When I travelled to Austria a few years ago, I was able to experience a delicious artisan cheese – but only for one night. Let me explain, the first night we enjoyed the cheese, then the next evening at the hotel we asked a gentleman with the service staff if we could have the same cheese again. He said, “No, it was a onetime batch from a farmer ‘down the road’ and we can’t get anymore right now.”  Talk about local and special, plus that response made us crave the mild, yet flavourful soft cheese rolled in cracked peppercorns even more!

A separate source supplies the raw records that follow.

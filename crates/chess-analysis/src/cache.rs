//! Evaluation cache with single-flight computation.
//!
//! Each key is in one of three states: absent, pending (one caller is
//! computing it, everyone else subscribes to a watch channel), or ready.
//! Failed and abandoned computations leave the key absent again.

use crate::config::LimitProfile;
use crate::engine::EngineError;
use crate::evaluation::Evaluation;
use serde::{Deserialize, Serialize};
use std::collections::HashMap;
use std::future::Future;
use std::sync::atomic::{AtomicU64, Ordering};
use std::sync::{Mutex, MutexGuard, PoisonError};
use tokio::sync::watch;
use tracing::debug;

/// Identity of a cached evaluation.
#[derive(Debug, Clone, PartialEq, Eq, Hash)]
pub struct CacheKey {
    pub fingerprint: String,
    pub limit: LimitProfile,
}

type FlightResult = Option<Result<Evaluation, EngineError>>;

enum Entry {
    Ready(Evaluation),
    Pending(watch::Receiver<FlightResult>),
}

enum Claim<'a> {
    Hit(Evaluation),
    Wait(watch::Receiver<FlightResult>),
    Lead(Flight<'a>),
}

/// Counters describing how the cache was used.
#[derive(Debug, Clone, Copy, Default, PartialEq, Eq, Serialize, Deserialize)]
pub struct CacheStats {
    /// Lookups answered from a stored evaluation.
    pub hits: u64,
    /// Lookups that started a computation.
    pub misses: u64,
    /// Lookups that joined a computation already in flight.
    pub coalesced: u64,
    /// Evaluations currently stored.
    pub entries: usize,
}

/// Evaluations keyed by position fingerprint and search limit.
#[derive(Default)]
pub struct EvaluationCache {
    entries: Mutex<HashMap<CacheKey, Entry>>,
    hits: AtomicU64,
    misses: AtomicU64,
    coalesced: AtomicU64,
}

impl EvaluationCache {
    pub fn new() -> Self {
        Self::default()
    }

    fn entries(&self) -> MutexGuard<'_, HashMap<CacheKey, Entry>> {
        self.entries.lock().unwrap_or_else(PoisonError::into_inner)
    }

    /// Returns the cached evaluation for `key`, or computes it with
    /// `compute`.
    ///
    /// Concurrent callers with the same key share a single computation. Its
    /// error, if any, is returned to every one of them and nothing is stored.
    /// If the computing caller is dropped, one of the waiters takes over.
    pub async fn get_or_compute<F, Fut>(
        &self,
        key: CacheKey,
        compute: F,
    ) -> Result<Evaluation, EngineError>
    where
        F: Fn() -> Fut,
        Fut: Future<Output = Result<Evaluation, EngineError>>,
    {
        loop {
            let mut receiver = match self.claim(&key) {
                Claim::Hit(evaluation) => return Ok(evaluation),
                Claim::Lead(flight) => {
                    let result = compute().await;
                    flight.complete(&result);
                    return result;
                }
                Claim::Wait(receiver) => receiver,
            };

            let outcome = match receiver.wait_for(Option::is_some).await {
                Ok(value) => value.clone(),
                Err(_) => None,
            };
            match outcome {
                Some(result) => return result,
                None => debug!(
                    fingerprint = %key.fingerprint,
                    "in-flight evaluation abandoned, retrying"
                ),
            }
        }
    }

    /// Stored evaluation for `key`, if any.
    pub fn get(&self, key: &CacheKey) -> Option<Evaluation> {
        match self.entries().get(key) {
            Some(Entry::Ready(evaluation)) => Some(evaluation.clone()),
            _ => None,
        }
    }

    /// Number of stored evaluations.
    pub fn len(&self) -> usize {
        self.entries()
            .values()
            .filter(|entry| matches!(entry, Entry::Ready(_)))
            .count()
    }

    pub fn is_empty(&self) -> bool {
        self.len() == 0
    }

    pub fn stats(&self) -> CacheStats {
        CacheStats {
            hits: self.hits.load(Ordering::Relaxed),
            misses: self.misses.load(Ordering::Relaxed),
            coalesced: self.coalesced.load(Ordering::Relaxed),
            entries: self.len(),
        }
    }

    fn claim(&self, key: &CacheKey) -> Claim<'_> {
        let mut entries = self.entries();
        match entries.get(key) {
            Some(Entry::Ready(evaluation)) => {
                self.hits.fetch_add(1, Ordering::Relaxed);
                Claim::Hit(evaluation.clone())
            }
            Some(Entry::Pending(receiver)) => {
                self.coalesced.fetch_add(1, Ordering::Relaxed);
                Claim::Wait(receiver.clone())
            }
            None => {
                self.misses.fetch_add(1, Ordering::Relaxed);
                let (sender, receiver) = watch::channel(None);
                entries.insert(key.clone(), Entry::Pending(receiver));
                Claim::Lead(Flight {
                    cache: self,
                    key: key.clone(),
                    sender: Some(sender),
                })
            }
        }
    }
}

/// The right to compute one key. Dropping it unfinished clears the key.
struct Flight<'a> {
    cache: &'a EvaluationCache,
    key: CacheKey,
    sender: Option<watch::Sender<FlightResult>>,
}

impl Flight<'_> {
    fn complete(mut self, result: &Result<Evaluation, EngineError>) {
        {
            let mut entries = self.cache.entries();
            match result {
                Ok(evaluation) => {
                    entries.insert(self.key.clone(), Entry::Ready(evaluation.clone()));
                }
                Err(_) => {
                    entries.remove(&self.key);
                }
            }
        }
        if let Some(sender) = self.sender.take() {
            sender.send_replace(Some(result.clone()));
        }
    }
}

impl Drop for Flight<'_> {
    fn drop(&mut self) {
        if self.sender.is_some() {
            self.cache.entries().remove(&self.key);
        }
    }
}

First Food Memory = Cheese

Cheese is one of my earliest and fondest food memories. As a child, my mother would take me to the ‘European Delicatessen’ in our town about twice a month. It would be compared to a Whole Foods or Speciality Food Store today. At the store, many cheese samples  waited for me. I would look forward to this taste testing every time. As a kid, I remember the cheese being room temperature, smooth in texture and tasting delicious.

Earth Day 2013

To celebrate April 22, 2013 Earth Day, I’m blogging about artisan cheese making. Artisan cheese making can be a great fit for sustainable farming. As a value-added component of a sustainable farming plan, cheese making can be another step in the cycle of land to food. And with an increasing public focus on understanding where your food comes from, artisan cheese is produced in small batches, primarily by hand, often using traditional; production and aging methods. It may be made with limited supply (similar to my Austrian experience) and for unusual applications.

Regional Artisan Cheese

Both Canada and the USA are observing a revival of the time-honoured craft of artisan cheese making.

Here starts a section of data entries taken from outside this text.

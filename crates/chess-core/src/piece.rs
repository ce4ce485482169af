//! Chess piece kinds and their material values.

use crate::Color;

/// The six types of chess pieces.
#[derive(Debug, Clone, Copy, PartialEq, Eq, Hash)]
#[repr(u8)]
pub enum Piece {
    Pawn = 0,
    Knight = 1,
    Bishop = 2,
    Rook = 3,
    Queen = 4,
    King = 5,
}

impl Piece {
    /// All piece types in order.
    pub const ALL: [Piece; 6] = [
        Piece::Pawn,
        Piece::Knight,
        Piece::Bishop,
        Piece::Rook,
        Piece::Queen,
        Piece::King,
    ];

    /// Returns the index of this piece type (0-5).
    #[inline]
    pub const fn index(self) -> usize {
        self as usize
    }

    /// Conventional material value in pawn units. The king has no material value.
    #[inline]
    pub const fn value(self) -> u32 {
        match self {
            Piece::Pawn => 1,
            Piece::Knight | Piece::Bishop => 3,
            Piece::Rook => 5,
            Piece::Queen => 9,
            Piece::King => 0,
        }
    }

    /// Parses a FEN character into a piece and color.
    pub const fn from_fen_char(c: char) -> Option<(Piece, Color)> {
        let color = if c.is_ascii_uppercase() {
            Color::White
        } else {
            Color::Black
        };
        let piece = match c.to_ascii_lowercase() {
            'p' => Piece::Pawn,
            'n' => Piece::Knight,
            'b' => Piece::Bishop,
            'r' => Piece::Rook,
            'q' => Piece::Queen,
            'k' => Piece::King,
            _ => return None,
        };
        Some((piece, color))
    }
}

#[cfg(test)]
mod tests {
    use super::*;

    #[test]
    fn piece_from_fen() {
        assert_eq!(Piece::from_fen_char('Q'), Some((Piece::Queen, Color::White)));
        assert_eq!(Piece::from_fen_char('r'), Some((Piece::Rook, Color::Black)));
        assert_eq!(Piece::from_fen_char('n'), Some((Piece::Knight, Color::Black)));
        assert_eq!(Piece::from_fen_char('x'), None);
        assert_eq!(Piece::from_fen_char('/'), None);
    }

    #[test]
    fn material_values() {
        let army: u32 = [
            (Piece::Pawn, 8),
            (Piece::Knight, 2),
            (Piece::Bishop, 2),
            (Piece::Rook, 2),
            (Piece::Queen, 1),
            (Piece::King, 1),
        ]
        .iter()
        .map(|(piece, count)| piece.value() * count)
        .sum();
        assert_eq!(army, 39);
    }
}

  • Local to me in Ontario is Gunn’s Hill Artisan Cheese. I first sampled their cheese at a food and drink show this time last year. Their cheeses were the best food being sampled at the event. I bought a package of the Five Brothers Semi Hard immediately at their booth. Yum!
  • For people local to Quebec (Canada’s French province), it has a rich, regional artisan cheese scene. Various organizations have been founded around Quebec to bring together cheese lovers and encourage others to visit. One great example is the Route des Formages, which teaches their website visitors about cheese tasting and allows them to plan a cheese tasting trip to Quebec.
  • In the USA, Wisconsin, Vermont, California, Washington and other states house many artisan cheese makers.  Often these cheese makers are using their own farm raised cow, goat and sheep milk to make their handcraft products.

Cheese it up

Simply switching the type of cheese used in a dish can give it a more unique taste. It can completely change the experience of the meal. With artisan cheeses on trend, restaurant menus are calling out these items, for example, on-farm goat, smoked gouda and aged cheddars to name a few. When I was in San Francisco a few weeks ago, my hotel was directly across from the Ferry Buildings, where there is an area that show cases locally grown and produced food. I visited Cowgirl Creamery Artisan Cheese Shop, Sidekick Cafe and Milk Bar. The Cowgirl Creamery got its start making wonderful, fresh, organic cheeses – cottage cheese, crème fraiche, fromage blanc, and quark. When Fons Smith, a dairy scientist from the Netherlands, came to intern at Cowgirl Creamery, he helped develop their first aged, soft-ripened cheese. And the rest is yummy history. At the Sidekick Cafe and Milk Bar, I had to have the mac & cheese with Red Hawk. Red Hawk is usually a standalone table cheese from Cowgirl and is described as adventurous, pungent, washed rind and sumptuous. It was all that and simply delicious!


Hello my name is Jane, and I last had delicious artisan cheese five hours ago. When will you have your next artisan cheese experience?